↓

use crate::common::types::{Message, SocialPost};

/// Sự kiện từ agent worker gửi lên UI.
///
/// Mỗi `AskQuestion` sinh đúng một `AnswerReady`, kể cả khi request
/// thất bại (khi đó message chứa cảnh báo cố định, references rỗng).
#[derive(Debug, Clone)]
pub enum AgentEvent {
    AnswerReady {
        message: Message,
        sources: Vec<SocialPost>,
    },
}
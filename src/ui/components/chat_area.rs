use eframe::egui;

use crate::common::{Message, Role};
use crate::models;
use crate::session::ChatSession;

pub fn render(ui: &mut egui::Ui, session: &ChatSession) {
    egui::ScrollArea::vertical()
        .auto_shrink([false, false])
        .stick_to_bottom(true)
        .show(ui, |ui| {
            for message in session.messages() {
                render_message(ui, message);
            }

            if session.is_loading() {
                ui.weak("Đang suy nghĩ...");
            }
        });
}

fn render_message(ui: &mut egui::Ui, message: &Message) {
    match message.role {
        Role::User => {
            ui.label(egui::RichText::new(format!("Bạn: {}", message.content)).strong());
        }
        Role::Assistant => {
            let model = message.model.as_deref().unwrap_or("assistant");
            ui.label(egui::RichText::new(models::label_for(model)).weak());
            ui.label(&message.content);

            if !message.references.is_empty() {
                ui.label(egui::RichText::new("📚 Tham khảo:").strong());
                for reference in &message.references {
                    let title = if reference.title.is_empty() {
                        shorten_url(&reference.url)
                    } else {
                        reference.title.clone()
                    };
                    ui.hyperlink_to(title, &reference.url);
                }
            }
        }
    }
    ui.add_space(8.0);
}

/// Rút gọn URL làm tiêu đề khi reference không có title.
fn shorten_url(url: &str) -> String {
    match reqwest::Url::parse(url) {
        Ok(parsed) => match parsed.host_str() {
            Some(host) => format!("{host}/..."),
            None => url.to_string(),
        },
        Err(_) => url.to_string(),
    }
}

#[cfg(test)]
mod tests {
    use super::*;

    #[test]
    fn url_shortened_to_hostname() {
        assert_eq!(
            shorten_url("https://facebook.com/groups/neu/posts/123"),
            "facebook.com/..."
        );
    }

    #[test]
    fn invalid_url_kept_verbatim() {
        assert_eq!(shorten_url("not a url"), "not a url");
    }
}
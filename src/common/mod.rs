pub mod commands;
pub mod events;
pub mod types;

pub use commands::AgentCommand;
pub use events::AgentEvent;
pub use types::{Message, Reference, Role, SocialPost};
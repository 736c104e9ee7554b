//! PostgreSQL record store.
//!
//! Rows keep a `BIGSERIAL` surrogate key that only orders inserts; callers
//! only ever see the UUID identifier.

use std::time::Duration;

use async_trait::async_trait;
use chrono::{DateTime, Utc};
use fxrefresh_common::{
    now, Currency, CurrencyPair, Record, RecordIdentifier, RecordStatus, RefreshError, Result,
    TransitionOutcome,
};
use rust_decimal::Decimal;
use sqlx::postgres::{PgPool, PgPoolOptions};
use sqlx::FromRow;
use tracing::{info, instrument, warn};
use uuid::Uuid;

use crate::store::{report_outcome, RecordStore};

const RECORD_COLUMNS: &str =
    "identifier, base, secondary, rate, status, created_at, updated_at";

fn db_error(err: sqlx::Error) -> RefreshError {
    RefreshError::Database(err.to_string())
}

#[derive(Debug, FromRow)]
struct RecordRow {
    identifier: Uuid,
    base: String,
    secondary: String,
    rate: Decimal,
    status: i16,
    created_at: DateTime<Utc>,
    updated_at: DateTime<Utc>,
}

impl TryFrom<RecordRow> for Record {
    type Error = RefreshError;

    fn try_from(row: RecordRow) -> Result<Self> {
        let status = RecordStatus::from_code(row.status).ok_or_else(|| {
            RefreshError::InvalidRecord(format!(
                "record {} has unknown status {}",
                row.identifier, row.status
            ))
        })?;

        Ok(Record {
            identifier: RecordIdentifier::from_uuid(row.identifier),
            pair: CurrencyPair::new(Currency::new(row.base), Currency::new(row.secondary)),
            status,
            rate: row.rate,
            created_at: row.created_at,
            updated_at: row.updated_at,
        })
    }
}

/// Record store backed by a PostgreSQL connection pool.
#[derive(Clone)]
pub struct PgRecordStore {
    pool: PgPool,
}

impl PgRecordStore {
    /// Open a connection pool.
    pub async fn connect(database_url: &str, max_connections: u32) -> Result<Self> {
        let pool = PgPoolOptions::new()
            .max_connections(max_connections)
            .acquire_timeout(Duration::from_secs(3))
            .connect(database_url)
            .await
            .map_err(db_error)?;

        info!(max_connections, "Connected to database");
        Ok(Self { pool })
    }

    /// Open a connection pool, retrying `attempts` times with `delay` between
    /// tries while the database comes up.
    pub async fn connect_with_retry(
        database_url: &str,
        max_connections: u32,
        attempts: u32,
        delay: Duration,
    ) -> Result<Self> {
        let mut remaining = attempts.max(1);
        loop {
            match Self::connect(database_url, max_connections).await {
                Ok(store) => return Ok(store),
                Err(e) if remaining > 1 => {
                    remaining -= 1;
                    warn!(error = %e, attempts_left = remaining, "Database not reachable, retrying");
                    tokio::time::sleep(delay).await;
                }
                Err(e) => return Err(e),
            }
        }
    }

    /// Wrap an existing pool.
    pub fn from_pool(pool: PgPool) -> Self {
        Self { pool }
    }

    /// Apply the embedded schema migrations.
    pub async fn migrate(&self) -> Result<()> {
        sqlx::migrate!("./migrations")
            .run(&self.pool)
            .await
            .map_err(|e| RefreshError::Database(e.to_string()))?;

        info!("Database migrations applied");
        Ok(())
    }

    /// Check the database is reachable.
    pub async fn ping(&self) -> Result<()> {
        sqlx::query("SELECT 1")
            .execute(&self.pool)
            .await
            .map_err(db_error)?;
        Ok(())
    }

    /// Close every pooled connection.
    pub async fn close(&self) {
        self.pool.close().await;
    }

    async fn transition(
        &self,
        identifier: &RecordIdentifier,
        status: RecordStatus,
        rate: Option<Decimal>,
    ) -> Result<()> {
        // The subselect locks the row and hands back the status it had
        // before this write.
        let previous: Option<i16> = sqlx::query_scalar(
            "UPDATE records AS r \
             SET status = $1, \
                 rate = COALESCE($2, r.rate), \
                 updated_at = GREATEST(r.updated_at, $3) \
             FROM (SELECT id, status FROM records WHERE identifier = $4 FOR UPDATE) AS old \
             WHERE r.id = old.id \
             RETURNING old.status",
        )
        .bind(status.code())
        .bind(rate)
        .bind(now())
        .bind(*identifier.as_uuid())
        .fetch_optional(&self.pool)
        .await
        .map_err(db_error)?;

        let previous = previous.ok_or(RefreshError::NoRecord)?;
        let outcome = match RecordStatus::from_code(previous) {
            Some(RecordStatus::Created) => TransitionOutcome::Applied,
            Some(prev) if prev == status => TransitionOutcome::Reapplied,
            Some(prev) => TransitionOutcome::Overwrote(prev),
            None => TransitionOutcome::Applied,
        };
        report_outcome(identifier, outcome);
        Ok(())
    }
}

#[async_trait]
impl RecordStore for PgRecordStore {
    #[instrument(skip(self, record), fields(identifier = %record.identifier))]
    async fn insert(&self, record: &Record) -> Result<()> {
        sqlx::query(
            "INSERT INTO records (identifier, base, secondary, rate, status, created_at, updated_at) \
             VALUES ($1, $2, $3, $4, $5, $6, $7)",
        )
        .bind(*record.identifier.as_uuid())
        .bind(record.pair.base.code())
        .bind(record.pair.secondary.code())
        .bind(record.rate)
        .bind(record.status.code())
        .bind(record.created_at)
        .bind(record.updated_at)
        .execute(&self.pool)
        .await
        .map_err(db_error)?;

        Ok(())
    }

    async fn fetch_by_identifier(&self, identifier: &RecordIdentifier) -> Result<Option<Record>> {
        let row: Option<RecordRow> = sqlx::query_as(&format!(
            "SELECT {} FROM records WHERE identifier = $1 LIMIT 1",
            RECORD_COLUMNS
        ))
        .bind(*identifier.as_uuid())
        .fetch_optional(&self.pool)
        .await
        .map_err(db_error)?;

        row.map(Record::try_from).transpose()
    }

    async fn fetch_latest_updated(&self, pair: &CurrencyPair) -> Result<Option<Record>> {
        let row: Option<RecordRow> = sqlx::query_as(&format!(
            "SELECT {} FROM records \
             WHERE base = $1 AND secondary = $2 AND status = $3 \
             ORDER BY id DESC LIMIT 1",
            RECORD_COLUMNS
        ))
        .bind(pair.base.code())
        .bind(pair.secondary.code())
        .bind(RecordStatus::Updated.code())
        .fetch_optional(&self.pool)
        .await
        .map_err(db_error)?;

        row.map(Record::try_from).transpose()
    }

    #[instrument(skip(self), fields(identifier = %identifier))]
    async fn transition_to_updated(&self, identifier: &RecordIdentifier, rate: Decimal) -> Result<()> {
        self.transition(identifier, RecordStatus::Updated, Some(rate)).await
    }

    #[instrument(skip(self), fields(identifier = %identifier))]
    async fn transition_to_failed(&self, identifier: &RecordIdentifier) -> Result<()> {
        self.transition(identifier, RecordStatus::Failed, None).await
    }
}

#[cfg(test)]
mod tests {
    use super::*;
    use rust_decimal_macros::dec;

    fn create_test_row(status: i16) -> RecordRow {
        let now = now();
        RecordRow {
            identifier: Uuid::new_v4(),
            base: "EUR".to_string(),
            secondary: "USD".to_string(),
            rate: dec!(1.08),
            status,
            created_at: now,
            updated_at: now,
        }
    }

    #[test]
    fn test_row_decoding() {
        let row = create_test_row(2);
        let id = row.identifier;

        let record = Record::try_from(row).unwrap();
        assert_eq!(record.identifier, RecordIdentifier::from_uuid(id));
        assert_eq!(record.pair.to_string(), "EUR/USD");
        assert_eq!(record.status, RecordStatus::Updated);
        assert_eq!(record.rate, dec!(1.08));
    }

    #[test]
    fn test_row_with_unknown_status_is_rejected() {
        let err = Record::try_from(create_test_row(0)).unwrap_err();
        assert!(matches!(err, RefreshError::InvalidRecord(_)));
    }

    /// Needs a disposable database: `DATABASE_URL=... cargo test -- --ignored`.
    #[tokio::test]
    #[ignore]
    async fn test_postgres_round_trip() {
        let url = match std::env::var("DATABASE_URL") {
            Ok(url) => url,
            Err(_) => return,
        };

        let store = PgRecordStore::connect(&url, 2).await.unwrap();
        store.migrate().await.unwrap();

        let pair = CurrencyPair::new(Currency::eur(), Currency::usd());
        let record = Record::new(pair.clone());
        store.insert(&record).await.unwrap();

        let fetched = store.fetch_by_identifier(&record.identifier).await.unwrap().unwrap();
        assert_eq!(fetched.status, RecordStatus::Created);

        store.transition_to_updated(&record.identifier, dec!(1.077064)).await.unwrap();
        let latest = store.fetch_latest_updated(&pair).await.unwrap().unwrap();
        assert_eq!(latest.identifier, record.identifier);
        assert_eq!(latest.rate, dec!(1.077064));

        store.transition_to_failed(&record.identifier).await.unwrap();
        let failed = store.fetch_by_identifier(&record.identifier).await.unwrap().unwrap();
        assert_eq!(failed.status, RecordStatus::Failed);
        assert_eq!(failed.rate, dec!(1.077064));
        assert!(failed.updated_at >= latest.updated_at);

        let missing = store.transition_to_failed(&RecordIdentifier::new()).await.unwrap_err();
        assert_eq!(missing, RefreshError::NoRecord);
    }
}
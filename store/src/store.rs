//! Record store trait.

use async_trait::async_trait;
use fxrefresh_common::{CurrencyPair, Record, RecordIdentifier, Result, TransitionOutcome};
use rust_decimal::Decimal;
use tracing::warn;

/// Durable keyed storage for records.
///
/// Status transitions are last-write-wins: applying a terminal transition to a
/// record that is already terminal overwrites it. `updated_at` never moves
/// backwards.
#[async_trait]
pub trait RecordStore: Send + Sync {
    /// Persist a new record. Fails if the identifier already exists.
    async fn insert(&self, record: &Record) -> Result<()>;

    /// Look up a record by identifier.
    async fn fetch_by_identifier(&self, identifier: &RecordIdentifier) -> Result<Option<Record>>;

    /// Most recently inserted `updated` record for a pair.
    async fn fetch_latest_updated(&self, pair: &CurrencyPair) -> Result<Option<Record>>;

    /// Set the rate and move the record to `updated`.
    /// Returns `NoRecord` if the identifier is unknown.
    async fn transition_to_updated(&self, identifier: &RecordIdentifier, rate: Decimal) -> Result<()>;

    /// Move the record to `failed`, leaving the rate as is.
    /// Returns `NoRecord` if the identifier is unknown.
    async fn transition_to_failed(&self, identifier: &RecordIdentifier) -> Result<()>;
}

/// Log a transition that replaced a different terminal state.
pub(crate) fn report_outcome(identifier: &RecordIdentifier, outcome: TransitionOutcome) {
    if let TransitionOutcome::Overwrote(previous) = outcome {
        warn!(
            identifier = %identifier,
            previous = %previous,
            "Terminal record overwritten"
        );
    }
}
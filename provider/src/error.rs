//! Rate provider error types.

use thiserror::Error;

/// Errors a rate provider can report.
///
/// The refresh pipeline treats every variant the same way (the record goes
/// to `failed`), the detail only ends up in logs.
#[derive(Debug, Clone, PartialEq, Eq, Error)]
pub enum ProviderError {
    /// Provider does not price the requested base currency.
    #[error("Provided base currency not supported: {0}")]
    UnsupportedBaseCurrency(String),

    /// Provider does not price the requested target currency.
    #[error("Provided target currency not supported: {0}")]
    UnsupportedTargetCurrency(String),

    /// Monthly request quota exhausted.
    #[error("The maximum allowed amount of API requests has been reached: {0}")]
    MaxRequestsReached(String),

    /// Missing or invalid API key.
    #[error("No API key was specified or an invalid API key was specified: {0}")]
    InvalidApiKey(String),

    /// The account plan does not allow changing the base currency.
    #[error("Base currency restricted: {0}")]
    BaseCurrencyRestricted(String),

    /// Non-success response that could not be classified.
    #[error("Unexpected response: status code: {status}, body: {body}")]
    UnexpectedResponse { status: u16, body: String },

    /// Request never produced a response.
    #[error("Transport error: {0}")]
    Transport(String),

    /// Response body could not be decoded.
    #[error("Decode error: {0}")]
    Decode(String),
}

impl ProviderError {
    /// Map an API error code from a 4xx body to a typed error.
    pub fn from_api_code(code: &str, message: impl Into<String>) -> Option<Self> {
        let message = message.into();
        match code {
            "invalid_access_key" => Some(ProviderError::InvalidApiKey(message)),
            "invalid_base_currency" => Some(ProviderError::UnsupportedBaseCurrency(message)),
            "invalid_currency_codes" => Some(ProviderError::UnsupportedTargetCurrency(message)),
            "max_requests_reached" => Some(ProviderError::MaxRequestsReached(message)),
            "base_currency_access_restricted" => {
                Some(ProviderError::BaseCurrencyRestricted(message))
            }
            _ => None,
        }
    }

    /// Short label for structured logs.
    pub fn kind(&self) -> &'static str {
        match self {
            ProviderError::UnsupportedBaseCurrency(_) => "unsupported_base_currency",
            ProviderError::UnsupportedTargetCurrency(_) => "unsupported_target_currency",
            ProviderError::MaxRequestsReached(_) => "max_requests_reached",
            ProviderError::InvalidApiKey(_) => "invalid_api_key",
            ProviderError::BaseCurrencyRestricted(_) => "base_currency_restricted",
            ProviderError::UnexpectedResponse { .. } => "unexpected_response",
            ProviderError::Transport(_) => "transport",
            ProviderError::Decode(_) => "decode",
        }
    }
}

impl From<reqwest::Error> for ProviderError {
    fn from(err: reqwest::Error) -> Self {
        if err.is_decode() {
            ProviderError::Decode(err.to_string())
        } else {
            ProviderError::Transport(err.to_string())
        }
    }
}

/// Result type for provider operations.
pub type ProviderResult<T> = Result<T, ProviderError>;
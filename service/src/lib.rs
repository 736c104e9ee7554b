//! fxrefresh service
//!
//! Asynchronous exchange-rate refresh pipeline. Callers ask the [`Recorder`]
//! for a refresh and get an identifier back immediately; the record is
//! persisted, queued, and resolved to `updated` or `failed` by a pool of
//! workers calling the rate provider.

pub mod config;
pub mod consumer;
pub mod metrics;
pub mod queue;
pub mod recorder;
pub mod service;
pub mod state;

pub use config::ServiceConfig;
pub use metrics::{Metrics, MetricsSnapshot};
pub use recorder::{Recorder, StatusTransitions};
pub use service::RefreshService;
pub use state::ServiceState;
//! Request boundary of the refresh pipeline.
//!
//! The recorder validates requests, persists new records and is the only
//! producer onto the refresh queue. It also serves reads and applies the two
//! terminal status transitions on behalf of the workers.

use std::sync::Arc;

use async_trait::async_trait;
use fxrefresh_common::{
    CurrencyRegistry, Record, RecordIdentifier, RefreshError, Result,
};
use fxrefresh_store::RecordStore;
use rust_decimal::Decimal;
use tracing::{debug, error, info, instrument, warn};

use crate::metrics::SharedMetrics;
use crate::queue::QueueSender;
use crate::state::SharedState;

/// Terminal status transitions, the only part of the recorder workers need.
#[async_trait]
pub trait StatusTransitions: Send + Sync {
    /// Mark a record `updated` with the fetched rate.
    async fn shift_updated(&self, identifier: &RecordIdentifier, rate: Decimal) -> Result<()>;

    /// Mark a record `failed`.
    async fn shift_failed(&self, identifier: &RecordIdentifier) -> Result<()>;
}

/// Validates, persists and enqueues refresh requests.
pub struct Recorder {
    store: Arc<dyn RecordStore>,
    registry: Arc<CurrencyRegistry>,
    queue: QueueSender,
    state: SharedState,
    metrics: SharedMetrics,
}

impl Recorder {
    /// Create a new recorder.
    pub fn new(
        store: Arc<dyn RecordStore>,
        registry: Arc<CurrencyRegistry>,
        queue: QueueSender,
        state: SharedState,
        metrics: SharedMetrics,
    ) -> Self {
        Self {
            store,
            registry,
            queue,
            state,
            metrics,
        }
    }

    /// Request a rate refresh for a pair.
    ///
    /// Returns as soon as the record is persisted and queued; the rate is
    /// fetched in the background. Waits while the queue is full. Nothing is
    /// queued if persisting fails.
    #[instrument(skip(self))]
    pub async fn refresh(&self, base: &str, secondary: &str) -> Result<RecordIdentifier> {
        let state = *self.state.read();
        if !state.accepts_requests() {
            return Err(RefreshError::ServiceUnavailable);
        }

        self.metrics.refresh_requested();

        let pair = self.registry.validate_pair(base, secondary).map_err(|e| {
            self.metrics.refresh_rejected();
            e
        })?;

        let record = Record::new(pair);
        let identifier = record.identifier;

        self.store.insert(&record).await.map_err(|e| {
            error!(identifier = %identifier, error = %e, "Failed to persist record");
            e
        })?;
        self.metrics.record_created();

        let pair = record.pair.clone();
        if let Err(e) = self.queue.push(record).await {
            // Persisted but never picked up; the record stays `created`.
            self.metrics.enqueue_failed();
            warn!(identifier = %identifier, error = %e, "Record persisted but not queued");
            return Err(e);
        }
        self.metrics.record_enqueued();

        info!(identifier = %identifier, pair = %pair, "Refresh queued");
        Ok(identifier)
    }

    /// Look up a record by its textual identifier.
    ///
    /// Surrounding whitespace is ignored. A value that is not a valid
    /// identifier cannot match anything and yields `NoRecord`.
    pub async fn fetch_by_identifier(&self, identifier: &str) -> Result<Record> {
        let identifier = match RecordIdentifier::parse(identifier) {
            Ok(identifier) => identifier,
            Err(_) => {
                debug!(identifier = identifier.trim(), "Malformed identifier");
                return Err(RefreshError::NoRecord);
            }
        };

        self.fetch(&identifier).await
    }

    /// Look up a record by identifier.
    pub async fn fetch(&self, identifier: &RecordIdentifier) -> Result<Record> {
        self.store
            .fetch_by_identifier(identifier)
            .await?
            .ok_or(RefreshError::NoRecord)
    }

    /// Most recent `updated` record for a pair.
    pub async fn fetch_latest(&self, base: &str, secondary: &str) -> Result<Record> {
        let pair = self.registry.validate_pair(base, secondary)?;

        self.store
            .fetch_latest_updated(&pair)
            .await?
            .ok_or(RefreshError::NoRecord)
    }

    /// Supported currency allow-lists.
    pub fn registry(&self) -> &CurrencyRegistry {
        &self.registry
    }
}

#[async_trait]
impl StatusTransitions for Recorder {
    #[instrument(skip(self), fields(identifier = %identifier))]
    async fn shift_updated(&self, identifier: &RecordIdentifier, rate: Decimal) -> Result<()> {
        self.store.transition_to_updated(identifier, rate).await?;
        debug!(rate = %rate, "Record updated");
        Ok(())
    }

    #[instrument(skip(self), fields(identifier = %identifier))]
    async fn shift_failed(&self, identifier: &RecordIdentifier) -> Result<()> {
        self.store.transition_to_failed(identifier).await?;
        debug!("Record failed");
        Ok(())
    }
}

#[cfg(test)]
mod tests {
    use super::*;
    use crate::metrics::Metrics;
    use crate::queue::{refresh_queue, QueueReceiver};
    use crate::state::ServiceState;
    use fxrefresh_common::{Currency, CurrencyPair, RecordStatus};
    use fxrefresh_store::InMemoryRecordStore;
    use parking_lot::RwLock;
    use rust_decimal_macros::dec;
    use std::sync::atomic::{AtomicUsize, Ordering};
    use tokio_util::sync::CancellationToken;

    /// Store wrapper that can be told to fail inserts and counts calls.
    struct FlakyStore {
        inner: InMemoryRecordStore,
        fail_inserts: bool,
        inserts: AtomicUsize,
    }

    impl FlakyStore {
        fn failing() -> Self {
            Self {
                inner: InMemoryRecordStore::new(),
                fail_inserts: true,
                inserts: AtomicUsize::new(0),
            }
        }
    }

    #[async_trait]
    impl RecordStore for FlakyStore {
        async fn insert(&self, record: &Record) -> Result<()> {
            self.inserts.fetch_add(1, Ordering::SeqCst);
            if self.fail_inserts {
                return Err(RefreshError::Database("connection reset".into()));
            }
            self.inner.insert(record).await
        }

        async fn fetch_by_identifier(&self, identifier: &RecordIdentifier) -> Result<Option<Record>> {
            self.inner.fetch_by_identifier(identifier).await
        }

        async fn fetch_latest_updated(&self, pair: &CurrencyPair) -> Result<Option<Record>> {
            self.inner.fetch_latest_updated(pair).await
        }

        async fn transition_to_updated(&self, identifier: &RecordIdentifier, rate: Decimal) -> Result<()> {
            self.inner.transition_to_updated(identifier, rate).await
        }

        async fn transition_to_failed(&self, identifier: &RecordIdentifier) -> Result<()> {
            self.inner.transition_to_failed(identifier).await
        }
    }

    fn create_test_recorder(
        store: Arc<dyn RecordStore>,
        capacity: usize,
    ) -> (Recorder, QueueReceiver, SharedMetrics) {
        let (tx, rx) = refresh_queue(capacity, CancellationToken::new());
        let metrics = Arc::new(Metrics::new());
        let recorder = Recorder::new(
            store,
            Arc::new(CurrencyRegistry::reference()),
            tx,
            Arc::new(RwLock::new(ServiceState::Running)),
            metrics.clone(),
        );
        (recorder, rx, metrics)
    }

    #[tokio::test]
    async fn test_refresh_persists_then_enqueues() {
        let store = Arc::new(InMemoryRecordStore::new());
        let (recorder, rx, metrics) = create_test_recorder(store.clone(), 5);

        let id = recorder.refresh("eur", "usd").await.unwrap();

        let stored = store.fetch_by_identifier(&id).await.unwrap().unwrap();
        assert_eq!(stored.status, RecordStatus::Created);
        assert_eq!(stored.rate, Decimal::ZERO);
        assert_eq!(stored.pair, CurrencyPair::new(Currency::eur(), Currency::usd()));

        let queued = rx.pop().await.unwrap();
        assert_eq!(queued.identifier, id);

        let snapshot = metrics.snapshot();
        assert_eq!(snapshot.records_created, 1);
        assert_eq!(snapshot.records_enqueued, 1);
    }

    #[tokio::test]
    async fn test_refresh_rejects_unsupported_without_side_effects() {
        let store = Arc::new(InMemoryRecordStore::new());
        let (recorder, _rx, metrics) = create_test_recorder(store.clone(), 5);

        let err = recorder.refresh("USD", "MXN").await.unwrap_err();
        assert_eq!(err, RefreshError::UnsupportedBaseCurrency("USD".into()));

        let err = recorder.refresh("EUR", "GBP").await.unwrap_err();
        assert_eq!(err, RefreshError::UnsupportedSecondaryCurrency("GBP".into()));

        assert!(store.is_empty());
        assert_eq!(metrics.snapshot().refresh_rejected, 2);
        assert_eq!(metrics.snapshot().records_enqueued, 0);
    }

    #[tokio::test]
    async fn test_refresh_does_not_enqueue_when_insert_fails() {
        let store = Arc::new(FlakyStore::failing());
        let (recorder, rx, metrics) = create_test_recorder(store.clone(), 5);

        let err = recorder.refresh("EUR", "USD").await.unwrap_err();
        assert!(matches!(err, RefreshError::Database(_)));
        assert_eq!(store.inserts.load(Ordering::SeqCst), 1);
        assert_eq!(metrics.snapshot().records_enqueued, 0);

        // Nothing reached the queue.
        let popped = tokio::time::timeout(std::time::Duration::from_millis(20), rx.pop()).await;
        assert!(popped.is_err());
    }

    #[tokio::test]
    async fn test_refresh_refused_when_not_running() {
        let store = Arc::new(InMemoryRecordStore::new());
        let (tx, _rx) = refresh_queue(5, CancellationToken::new());
        let recorder = Recorder::new(
            store.clone(),
            Arc::new(CurrencyRegistry::reference()),
            tx,
            Arc::new(RwLock::new(ServiceState::Starting)),
            Arc::new(Metrics::new()),
        );

        assert_eq!(
            recorder.refresh("EUR", "USD").await.unwrap_err(),
            RefreshError::ServiceUnavailable
        );
        assert!(store.is_empty());
    }

    #[tokio::test]
    async fn test_fetch_by_identifier() {
        let store = Arc::new(InMemoryRecordStore::new());
        let (recorder, _rx, _) = create_test_recorder(store, 5);
        let id = recorder.refresh("EUR", "USD").await.unwrap();

        let padded = format!("  {}\n", id);
        let record = recorder.fetch_by_identifier(&padded).await.unwrap();
        assert_eq!(record.identifier, id);

        assert_eq!(
            recorder
                .fetch_by_identifier(&RecordIdentifier::new().to_string())
                .await
                .unwrap_err(),
            RefreshError::NoRecord
        );
        assert_eq!(
            recorder.fetch_by_identifier("not-an-id").await.unwrap_err(),
            RefreshError::NoRecord
        );
    }

    #[tokio::test]
    async fn test_fetch_latest() {
        let store = Arc::new(InMemoryRecordStore::new());
        let (recorder, _rx, _) = create_test_recorder(store, 5);

        let first = recorder.refresh("EUR", "USD").await.unwrap();
        let second = recorder.refresh("EUR", "USD").await.unwrap();
        let pending = recorder.refresh("EUR", "USD").await.unwrap();

        assert_eq!(
            recorder.fetch_latest("EUR", "USD").await.unwrap_err(),
            RefreshError::NoRecord
        );

        recorder.shift_updated(&second, dec!(1.09)).await.unwrap();
        recorder.shift_updated(&first, dec!(1.07)).await.unwrap();
        recorder.shift_failed(&pending).await.unwrap();

        let latest = recorder.fetch_latest("eur", " usd ").await.unwrap();
        assert_eq!(latest.identifier, second);
        assert_eq!(latest.rate, dec!(1.09));

        assert!(matches!(
            recorder.fetch_latest("EUR", "XYZ").await.unwrap_err(),
            RefreshError::UnsupportedSecondaryCurrency(_)
        ));
    }

    #[tokio::test]
    async fn test_shift_unknown_identifier() {
        let store = Arc::new(InMemoryRecordStore::new());
        let (recorder, _rx, _) = create_test_recorder(store, 5);
        let id = RecordIdentifier::new();

        assert_eq!(
            recorder.shift_updated(&id, dec!(1.0)).await.unwrap_err(),
            RefreshError::NoRecord
        );
        assert_eq!(recorder.shift_failed(&id).await.unwrap_err(), RefreshError::NoRecord);
    }

    #[tokio::test]
    async fn test_shift_failed_leaves_rate() {
        let store = Arc::new(InMemoryRecordStore::new());
        let (recorder, _rx, _) = create_test_recorder(store, 5);
        let id = recorder.refresh("EUR", "BTC").await.unwrap();

        recorder.shift_failed(&id).await.unwrap();

        let record = recorder.fetch(&id).await.unwrap();
        assert_eq!(record.status, RecordStatus::Failed);
        assert_eq!(record.rate, Decimal::ZERO);
        assert!(record.updated_at >= record.created_at);
    }

    #[tokio::test]
    async fn test_shift_updated_twice_is_idempotent() {
        let store = Arc::new(InMemoryRecordStore::new());
        let (recorder, _rx, _) = create_test_recorder(store, 5);
        let id = recorder.refresh("EUR", "USD").await.unwrap();

        recorder.shift_updated(&id, dec!(1.08)).await.unwrap();
        let first = recorder.fetch(&id).await.unwrap();

        recorder.shift_updated(&id, dec!(1.08)).await.unwrap();
        let second = recorder.fetch(&id).await.unwrap();

        assert_eq!(second.status, RecordStatus::Updated);
        assert_eq!(second.rate, dec!(1.08));
        assert!(second.updated_at >= first.updated_at);
    }
}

↑

• **Work required**:
Could you reproduce, exactly, every line above from the line with "assert_eq!(record.rate, dec!(1.08));" to the line with "assert_eq!(missing, RefreshError::NoRecord);", and no other line? Both ends count.

• **Output for this exercise**:
        assert_eq!(record.rate, dec!(1.08));
    }

    #[test]
    fn test_row_with_unknown_status_is_rejected() {
        let err = Record::try_from(create_test_row(0)).unwrap_err();
        assert!(matches!(err, RefreshError::InvalidRecord(_)));
    }

    /// Needs a disposable database: `DATABASE_URL=... cargo test -- --ignored`.
    #[tokio::test]
    #[ignore]
    async fn test_postgres_round_trip() {
        let url = match std::env::var("DATABASE_URL") {
            Ok(url) => url,
            Err(_) => return,
        };

        let store = PgRecordStore::connect(&url, 2).await.unwrap();
        store.migrate().await.unwrap();

        let pair = CurrencyPair::new(Currency::eur(), Currency::usd());
        let record = Record::new(pair.clone());
        store.insert(&record).await.unwrap();

        let fetched = store.fetch_by_identifier(&record.identifier).await.unwrap().unwrap();
        assert_eq!(fetched.status, RecordStatus::Created);

        store.transition_to_updated(&record.identifier, dec!(1.077064)).await.unwrap();
        let latest = store.fetch_latest_updated(&pair).await.unwrap().unwrap();
        assert_eq!(latest.identifier, record.identifier);
        assert_eq!(latest.rate, dec!(1.077064));

        store.transition_to_failed(&record.identifier).await.unwrap();
        let failed = store.fetch_by_identifier(&record.identifier).await.unwrap().unwrap();
        assert_eq!(failed.status, RecordStatus::Failed);
        assert_eq!(failed.rate, dec!(1.077064));
        assert!(failed.updated_at >= latest.updated_at);

        let missing = store.transition_to_failed(&RecordIdentifier::new()).await.unwrap_err();
        assert_eq!(missing, RefreshError::NoRecord);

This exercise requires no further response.